Downhound posted their first blog post today, and it’s an important one for Operations people to know. Having been in operations for almost 8 years now, I’ve come to a realization that not everyone deals with outages in the same way. There are some that will take any action possible (restart all the things) and some that investigate the problem but don’t take any action until they verify with someone. I’ve been in both of those parties and more.
Downhound listed the following must dos:
- Above all, stay calm.
- Establish a situation room
- Look, but don’t touch
- Pause before fixing
Stressing on the need to stay calm is very important. Junior and Senior Operations folks often get a surge of panic when a crisis hits but if you can take a deep breath and keep a cool head, figuring out the problem will be much easier.
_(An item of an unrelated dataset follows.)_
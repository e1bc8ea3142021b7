pub mod hub;
pub mod types;

pub use hub::ReviewHub;
pub use types::{ReviewStreamEvent, ReviewStreamEventKind};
They mention creating a new “room” for every outage. I’ve never tried that and maybe I will some day. However, I do like having a dedicated situation room that I can refer back to when assessing a new outage. Slack rooms are technically free and unlimited, but I like being able to search one room for keywords and commands used previously.
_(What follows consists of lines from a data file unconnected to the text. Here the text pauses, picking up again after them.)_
use rusqlite::Connection;
use sw_core::error::ShipwrightError;
use sw_core::settings::SettingsRepository;

pub struct SettingsRepo<'a> {
    pub conn: &'a Connection,
}

impl<'a> SettingsRepo<'a> {
    pub fn new(conn: &'a Connection) -> Self {
        Self { conn }
    }
}

impl SettingsRepository for SettingsRepo<'_> {
    fn get(&self, key: &str) -> Result<Option<String>, ShipwrightError> {
        let mut stmt = self
            .conn
            .prepare("SELECT value FROM settings WHERE key = ?1")
            .map_err(|err| ShipwrightError::Internal {
                message: err.to_string(),
            })?;
        let mut rows = stmt
            .query([key])
            .map_err(|err| ShipwrightError::Internal {
                message: err.to_string(),
            })?;
        let Some(row) = rows.next().map_err(|err| ShipwrightError::Internal {
            message: err.to_string(),
        })?
        else {
            return Ok(None);
        };
        let value: String = row.get(0).map_err(|err| ShipwrightError::Internal {
            message: err.to_string(),
        })?;
        Ok(Some(value))
    }

    fn set(&self, key: &str, value: &str) -> Result<(), ShipwrightError> {
        self.conn
            .execute(
                "INSERT INTO settings (key, value) VALUES (?1, ?2) ON CONFLICT(key) DO UPDATE SET value = excluded.value",
                (key, value),
            )
            .map_err(|err| ShipwrightError::Internal {
                message: err.to_string(),
            })?;
        Ok(())
    }
}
The third “do” is pretty important. This is the fact gathering stage where you figure out what is wrong with the system. It’s important to assess why there is an issue. Although, on one of these fact finding missions, I’ve accidentally cat’ed a large file instead of running a tail.
Pausing before fixing gives you the opportunity to think of the repercussions of your fix. “Will there be a split brain scenario?” “What happens if you rerun that script?” “How long will this take?” Often times that last question forces you to think about a long term vs a short term fix. You might be able to get away with turning off puppet and manually editing a config file to get out of the hurdle and then turning around and editing the puppet files to make the config stick.
It’s also very important to remember that complaining, blaming and making fun of technical issues during the outage doesn’t help. When SHTF you should fix the problem now and critique later.